Though many may be tempted to classify The Easybeats as a "one hit wonder," the truth of the matter is, they had a string of top ten hits in Australia in the years before the success of "Friday On My Mind." Upon moving to Australia, the five band members each brought with them a thorough knowledge of the sounds and styles of the blossoming U.K. pop-rock scene, and this helped to give them a leg up on other bands in the area. With top notch songwriting and musicianship, few bands anywhere in the world played such blissfully perfect rock music.

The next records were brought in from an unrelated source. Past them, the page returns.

//! SPDX 2.x document types.

use serde::{Deserialize, Serialize};
use serde_json::{Map, Value};
use std::fmt;

/// An SPDX document.
#[derive(Debug, Clone, PartialEq, Serialize, Deserialize)]
#[serde(rename_all = "camelCase")]
pub struct SpdxDocument {
    pub spdx_version: String,
    #[serde(rename = "SPDXID")]
    pub spdx_id: String,
    #[serde(default)]
    pub name: String,
    #[serde(default, skip_serializing_if = "Option::is_none")]
    pub creation_info: Option<CreationInfo>,
    #[serde(default)]
    pub packages: Vec<SpdxPackage>,
    #[serde(default)]
    pub relationships: Vec<Relationship>,
    #[serde(default, skip_serializing_if = "Vec::is_empty")]
    pub annotations: Vec<DocumentAnnotation>,
    #[serde(flatten)]
    pub extra: Map<String, Value>,
}

impl SpdxDocument {
    /// Target of the first DESCRIBES relationship, i.e. what the document is about.
    #[must_use]
    pub fn describes_target(&self) -> Option<&str> {
        self.relationships
            .iter()
            .find(|r| r.relationship_type == RelationshipType::Describes)
            .map(|r| r.related_spdx_element.as_str())
    }

    #[must_use]
    pub fn package(&self, spdx_id: &str) -> Option<&SpdxPackage> {
        self.packages.iter().find(|p| p.spdx_id == spdx_id)
    }

    /// All relationships of the given type.
    pub fn relationships_of(
        &self,
        relationship_type: RelationshipType,
    ) -> impl Iterator<Item = &Relationship> {
        self.relationships
            .iter()
            .filter(move |r| r.relationship_type == relationship_type)
    }
}

#[derive(Debug, Clone, Default, PartialEq, Serialize, Deserialize)]
#[serde(rename_all = "camelCase")]
pub struct CreationInfo {
    #[serde(default, skip_serializing_if = "Option::is_none")]
    pub created: Option<String>,
    #[serde(default)]
    pub creators: Vec<String>,
    #[serde(flatten)]
    pub extra: Map<String, Value>,
}

/// An SPDX package.
#[derive(Debug, Clone, PartialEq, Serialize, Deserialize)]
#[serde(rename_all = "camelCase")]
pub struct SpdxPackage {
    #[serde(rename = "SPDXID")]
    pub spdx_id: String,
    #[serde(default)]
    pub name: String,
    #[serde(default, skip_serializing_if = "Option::is_none")]
    pub version_info: Option<String>,
    #[serde(default, skip_serializing_if = "Option::is_none")]
    pub download_location: Option<String>,
    #[serde(default, skip_serializing_if = "Vec::is_empty")]
    pub external_refs: Vec<ExternalRef>,
    #[serde(default, skip_serializing_if = "Vec::is_empty")]
    pub checksums: Vec<SpdxChecksum>,
    #[serde(default, skip_serializing_if = "Vec::is_empty")]
    pub annotations: Vec<Annotation>,
    #[serde(flatten)]
    pub extra: Map<String, Value>,
}

impl SpdxPackage {
    pub fn new(spdx_id: impl Into<String>, name: impl Into<String>) -> Self {
        Self {
            spdx_id: spdx_id.into(),
            name: name.into(),
            version_info: None,
            download_location: None,
            external_refs: Vec::new(),
            checksums: Vec::new(),
            annotations: Vec::new(),
            extra: Map::new(),
        }
    }

    /// Locators of all purl external references.
    pub fn purl_locators(&self) -> impl Iterator<Item = &str> {
        self.external_refs
            .iter()
            .filter(|r| r.is_purl())
            .map(|r| r.reference_locator.as_str())
    }
}

#[derive(Debug, Clone, PartialEq, Eq, Hash, Serialize, Deserialize)]
#[serde(rename_all = "camelCase")]
pub struct ExternalRef {
    pub reference_category: String,
    pub reference_type: String,
    pub reference_locator: String,
}

impl ExternalRef {
    /// A `PACKAGE-MANAGER purl` reference.
    pub fn purl(locator: impl Into<String>) -> Self {
        Self {
            reference_category: "PACKAGE-MANAGER".to_string(),
            reference_type: "purl".to_string(),
            reference_locator: locator.into(),
        }
    }

    #[must_use]
    pub fn is_purl(&self) -> bool {
        self.reference_type == "purl"
    }
}

#[derive(Debug, Clone, PartialEq, Eq, Serialize, Deserialize)]
#[serde(rename_all = "camelCase")]
pub struct SpdxChecksum {
    pub algorithm: String,
    pub checksum_value: String,
}

/// A package-level annotation.
#[derive(Debug, Clone, PartialEq, Eq, Hash, Serialize, Deserialize)]
#[serde(rename_all = "camelCase")]
pub struct Annotation {
    pub annotator: String,
    pub annotation_date: String,
    pub annotation_type: String,
    pub comment: String,
}

/// A document-level annotation.
///
/// Without `spdxElementId` it annotates the document itself.
#[derive(Debug, Clone, PartialEq, Eq, Hash, Serialize, Deserialize)]
#[serde(rename_all = "camelCase")]
pub struct DocumentAnnotation {
    #[serde(default, skip_serializing_if = "Option::is_none")]
    pub spdx_element_id: Option<String>,
    #[serde(flatten)]
    pub annotation: Annotation,
}

/// A directed, typed edge between two SPDX elements.
#[derive(Debug, Clone, PartialEq, Eq, Hash, Serialize, Deserialize)]
#[serde(rename_all = "camelCase")]
pub struct Relationship {
    pub spdx_element_id: String,
    pub relationship_type: RelationshipType,
    pub related_spdx_element: String,
    #[serde(default, skip_serializing_if = "Option::is_none")]
    pub comment: Option<String>,
}

impl Relationship {
    pub fn new(
        spdx_element_id: impl Into<String>,
        relationship_type: RelationshipType,
        related_spdx_element: impl Into<String>,
    ) -> Self {
        Self {
            spdx_element_id: spdx_element_id.into(),
            relationship_type,
            related_spdx_element: related_spdx_element.into(),
            comment: None,
        }
    }

    /// Whether this edge touches the given element at either end.
    #[must_use]
    pub fn touches(&self, spdx_id: &str) -> bool {
        self.spdx_element_id == spdx_id || self.related_spdx_element == spdx_id
    }
}

/// Relationship types the engine distinguishes; anything else is kept verbatim.
#[derive(Debug, Clone, PartialEq, Eq, Hash, Serialize, Deserialize)]
#[serde(from = "String", into = "String")]
pub enum RelationshipType {
    Describes,
    Contains,
    BuildToolOf,
    DescendantOf,
    DependsOn,
    Other(String),
}

impl RelationshipType {
    #[must_use]
    pub fn as_str(&self) -> &str {
        match self {
            Self::Describes => "DESCRIBES",
            Self::Contains => "CONTAINS",
            Self::BuildToolOf => "BUILD_TOOL_OF",
            Self::DescendantOf => "DESCENDANT_OF",
            Self::DependsOn => "DEPENDS_ON",
            Self::Other(other) => other,
        }
    }
}

impl From<String> for RelationshipType {
    fn from(value: String) -> Self {
        match value.as_str() {
            "DESCRIBES" => Self::Describes,
            "CONTAINS" => Self::Contains,
            "BUILD_TOOL_OF" => Self::BuildToolOf,
            "DESCENDANT_OF" => Self::DescendantOf,
            "DEPENDS_ON" => Self::DependsOn,
            _ => Self::Other(value),
        }
    }
}

impl From<RelationshipType> for String {
    fn from(value: RelationshipType) -> Self {
        match value {
            RelationshipType::Other(other) => other,
            known => known.as_str().to_string(),
        }
    }
}

impl fmt::Display for RelationshipType {
    fn fmt(&self, f: &mut fmt::Formatter<'_>) -> fmt::Result {
        f.write_str(self.as_str())
    }
}

#[cfg(test)]
mod tests {
    use super::*;
    use serde_json::json;

    #[test]
    fn test_relationship_type_round_trip() {
        let rel: Relationship = serde_json::from_value(json!({
            "spdxElementId": "SPDXRef-a",
            "relationshipType": "BUILD_TOOL_OF",
            "relatedSpdxElement": "SPDXRef-b"
        }))
        .unwrap();
        assert_eq!(rel.relationship_type, RelationshipType::BuildToolOf);
        let back = serde_json::to_value(&rel).unwrap();
        assert_eq!(back["relationshipType"], "BUILD_TOOL_OF");
    }

    #[test]
    fn test_unknown_relationship_type_is_preserved() {
        let kind = RelationshipType::from("GENERATED_FROM".to_string());
        assert_eq!(kind, RelationshipType::Other("GENERATED_FROM".into()));
        assert_eq!(String::from(kind), "GENERATED_FROM");
    }

    #[test]
    fn test_describes_target() {
        let doc: SpdxDocument = serde_json::from_value(json!({
            "spdxVersion": "SPDX-2.3",
            "SPDXID": "SPDXRef-DOCUMENT",
            "name": "doc",
            "packages": [{"SPDXID": "SPDXRef-image", "name": "image"}],
            "relationships": [
                {"spdxElementId": "SPDXRef-image", "relationshipType": "CONTAINS", "relatedSpdxElement": "SPDXRef-a"},
                {"spdxElementId": "SPDXRef-DOCUMENT", "relationshipType": "DESCRIBES", "relatedSpdxElement": "SPDXRef-image"}
            ]
        }))
        .unwrap();
        assert_eq!(doc.describes_target(), Some("SPDXRef-image"));
        assert!(doc.package("SPDXRef-image").is_some());
        assert_eq!(doc.relationships_of(RelationshipType::Contains).count(), 1);
    }

    #[test]
    fn test_document_annotation_flattening() {
        let annotation: DocumentAnnotation = serde_json::from_value(json!({
            "spdxElementId": "SPDXRef-a",
            "annotator": "Tool: konflux:jsonencoded",
            "annotationDate": "2024-01-01T00:00:00Z",
            "annotationType": "OTHER",
            "comment": "{}"
        }))
        .unwrap();
        assert_eq!(annotation.spdx_element_id.as_deref(), Some("SPDXRef-a"));
        assert_eq!(annotation.annotation.annotation_type, "OTHER");
    }

    #[test]
    fn test_document_annotation_without_element() {
        let doc: SpdxDocument = serde_json::from_value(json!({
            "spdxVersion": "SPDX-2.3",
            "SPDXID": "SPDXRef-DOCUMENT",
            "name": "doc",
            "packages": [],
            "relationships": [],
            "annotations": [{
                "annotator": "Tool: spdx-tools",
                "annotationDate": "2024-01-01T00:00:00Z",
                "annotationType": "OTHER",
                "comment": "reviewed"
            }]
        }))
        .unwrap();
        assert_eq!(doc.annotations.len(), 1);
        assert_eq!(doc.annotations[0].spdx_element_id, None);

        let written = serde_json::to_value(&doc).unwrap();
        assert!(written["annotations"][0].get("spdxElementId").is_none());
    }

    #[test]
    fn test_purl_locators() {
        let mut package = SpdxPackage::new("SPDXRef-a", "a");
        package.external_refs.push(ExternalRef::purl("pkg:npm/a@1"));
        package.external_refs.push(ExternalRef {
            reference_category: "SECURITY".into(),
            reference_type: "cpe23Type".into(),
            reference_locator: "cpe:2.3:a:a:a:1:*:*:*:*:*:*:*".into(),
        });
        assert_eq!(package.purl_locators().collect::<Vec<_>>(), vec!["pkg:npm/a@1"]);
    }
}
//! Base-image component synthesis.
//!
//! Records which images took part in a multi-stage build. Every base image
//! becomes a `container` component whose properties say whether it was only
//! a builder (`is_builder_image:for_stage = <index>`) or the base of the final
//! image (`is_base_image = true`). The components are then embedded into the
//! artifact's own SBOM: CycloneDX gets a `formulation` entry, SPDX gets
//! packages linked to the described element with `BUILD_TOOL_OF`.

mod dockerfile;
mod reference;

pub use dockerfile::{ParsedDockerfile, Stage, StageSource};
pub use reference::ImageReference;

use crate::error::{Result, SbomMergeError};
use crate::model::{
    Annotation, CdxComponent, CdxFormula, CdxProperty, CycloneDxBom, ExternalRef, Relationship,
    RelationshipType, Sbom, SpdxDocument, SpdxPackage,
};
use crate::provenance::BASE_IMAGE_PROPERTY;
use chrono::{DateTime, Utc};
use serde_json::{json, Map};
use sha2::{Digest, Sha256};

/// Property marking images used only by intermediate stages.
pub const BUILDER_IMAGE_PROPERTY: &str = "konflux:container:is_builder_image:for_stage";

/// Annotator of the JSON-encoded property annotations in SPDX output.
pub const DEFAULT_ANNOTATOR: &str = "Tool: konflux:jsonencoded";

/// Property names and annotator used when synthesizing components.
#[derive(Debug, Clone, PartialEq, Eq)]
pub struct SynthesisOptions {
    pub builder_property: String,
    pub base_image_property: String,
    pub annotator: String,
}

impl Default for SynthesisOptions {
    fn default() -> Self {
        Self {
            builder_property: BUILDER_IMAGE_PROPERTY.to_string(),
            base_image_property: BASE_IMAGE_PROPERTY.to_string(),
            annotator: DEFAULT_ANNOTATOR.to_string(),
        }
    }
}

/// Whether the last line of a `FROM` image list is `scratch`.
#[must_use]
pub fn last_stage_is_scratch(dockerfile_images: &str) -> bool {
    dockerfile_images
        .lines()
        .map(str::trim)
        .filter(|line| !line.is_empty())
        .last()
        == Some("scratch")
}

/// Parse one `repository:tag@digest` reference per non-empty line.
pub fn parse_digests(content: &str) -> Result<Vec<ImageReference>> {
    content
        .lines()
        .map(str::trim)
        .filter(|line| !line.is_empty())
        .map(ImageReference::parse)
        .collect()
}

/// One `container` component per distinct image, in first-use order.
///
/// An image used by several stages gets one component carrying a property
/// for every use.
#[must_use]
pub fn base_image_components(
    images: &[ImageReference],
    last_is_scratch: bool,
    options: &SynthesisOptions,
) -> Vec<CdxComponent> {
    let mut components: Vec<CdxComponent> = Vec::new();
    for (index, image) in images.iter().enumerate() {
        let is_final_base = index + 1 == images.len() && !last_is_scratch;
        let property = if is_final_base {
            CdxProperty::new(&options.base_image_property, "true")
        } else {
            CdxProperty::new(&options.builder_property, index.to_string())
        };

        let purl = image.purl();
        match components
            .iter_mut()
            .find(|c| c.purl.as_deref() == Some(purl.as_str()))
        {
            Some(existing) => existing.properties.push(property),
            None => {
                let mut component = CdxComponent::new("container", &image.repository);
                component.purl = Some(purl);
                component.properties.push(property);
                components.push(component);
            }
        }
    }
    tracing::debug!(
        "Synthesized {} base image components from {} images",
        components.len(),
        images.len()
    );
    components
}

/// Append the components as a new `formulation` entry.
pub fn embed_cyclonedx(bom: &mut CycloneDxBom, components: Vec<CdxComponent>) {
    bom.formulation.get_or_insert_with(Vec::new).push(CdxFormula {
        components,
        extra: Map::new(),
    });
}

/// Add one package per component plus a `BUILD_TOOL_OF` edge to the
/// described element.
pub fn embed_spdx(
    doc: &mut SpdxDocument,
    components: &[CdxComponent],
    date: DateTime<Utc>,
    options: &SynthesisOptions,
) -> Result<()> {
    let described = doc
        .describes_target()
        .ok_or_else(|| SbomMergeError::missing_describes("embedding base images"))?
        .to_string();
    let annotation_date = date.format("%Y-%m-%dT%H:%M:%SZ").to_string();

    for component in components {
        let package = base_image_package(component, &annotation_date, options);
        doc.relationships.push(Relationship::new(
            package.spdx_id.clone(),
            RelationshipType::BuildToolOf,
            described.clone(),
        ));
        doc.packages.push(package);
    }
    Ok(())
}

fn base_image_package(
    component: &CdxComponent,
    annotation_date: &str,
    options: &SynthesisOptions,
) -> SpdxPackage {
    let purl = component.purl.clone().unwrap_or_default();
    let mut package = SpdxPackage::new(image_spdx_id(&component.name, &purl), &component.name);
    package.download_location = Some("NOASSERTION".to_string());
    package.external_refs.push(ExternalRef::purl(purl));
    package.annotations = component
        .properties
        .iter()
        .map(|property| Annotation {
            annotator: options.annotator.clone(),
            annotation_date: annotation_date.to_string(),
            annotation_type: "OTHER".to_string(),
            comment: json!({"name": property.name, "value": property.value}).to_string(),
        })
        .collect();
    package
}

/// `SPDXRef-Image-<name>-<sha256(purl)>` with characters SPDX ids do not
/// allow replaced by `-`.
///
/// Older SBOMs embedded the repository unsanitized, so ids generated here
/// deliberately differ from theirs for any repository containing `/` or `:`.
#[must_use]
pub fn image_spdx_id(name: &str, purl: &str) -> String {
    let sanitized: String = name
        .chars()
        .map(|c| if c.is_ascii_alphanumeric() || c == '.' || c == '-' { c } else { '-' })
        .collect();
    format!("SPDXRef-Image-{sanitized}-{:x}", Sha256::digest(purl.as_bytes()))
}

/// Synthesize base-image components and embed them into `sbom`.
pub fn embed_base_images(
    sbom: &mut Sbom,
    images: &[ImageReference],
    last_is_scratch: bool,
    date: DateTime<Utc>,
    options: &SynthesisOptions,
) -> Result<()> {
    let components = base_image_components(images, last_is_scratch, options);
    match sbom {
        Sbom::CycloneDx(bom) => {
            embed_cyclonedx(bom, components);
            Ok(())
        }
        Sbom::Spdx(doc) => embed_spdx(doc, &components, date, options),
    }
}
//! Configuration module for sbom-merge.
//!
//! This module provides:
//! - Type-safe configuration structures with a builder
//! - Validation for configuration values
//! - YAML config file loading and discovery
//! - CLI argument merging
//!
//! # Configuration File
//!
//! Place a `.sbom-merge.yaml` file in your project root or `~/.config/sbom-merge/`:
//!
//! ```yaml
//! merge:
//!   format: spdx
//! provenance:
//!   platform: linux/arm64
//! output:
//!   indent: 4
//! ```

pub mod file;
mod types;
mod validation;

pub use types::{
    AppConfig, AppConfigBuilder, BaseImagesConfig, MergeConfig, OutputConfig, ProvenanceConfig,
    DEFAULT_INDENT,
};
pub use validation::{ConfigError, Validatable};

pub use file::{
    discover_config_file, generate_example_config, load_config_file, load_or_default,
    ConfigFileError,
};

/// Generate a JSON Schema for the `AppConfig` configuration format.
///
/// Editors can use it to validate and autocomplete `.sbom-merge.yaml` files.
#[must_use]
pub fn generate_json_schema() -> String {
    let schema = schemars::schema_for!(AppConfig);
    serde_json::to_string_pretty(&schema).expect("schema serialization should not fail")
}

Friday On My Mind truly displays the bands' wide range of influences, from the harder edged "Do You Have A Soul" to the more mellow "Who'll Be the One You Love," to a swinging, distinctive cover of the classic, "Hound Dog." Led by the dual guitars of Young and Vanda, The Easybeats push into a musical sound that can clearly be defined as an early rumbling of the hard-rock sound that would dominate throughout the next two decades. Their sonic and stylistic approach was obviously a massive influence on Young's brothers, as there is unquestionably a great deal of Easybeats tone, swagger, and sound within the music of AC/DC. Combining all of these elements together in amazing fashion, The Easybeats 1967 album, Friday On My Mind is far and away one of the most perfect pop-rock records ever recorded, and though the album is far superior to the more well known hit records of the time, the album remains tragically overlooked to this day.
Standout tracks: "Friday On My Mind," "River Deep, Mountain High," and "Pretty Girl."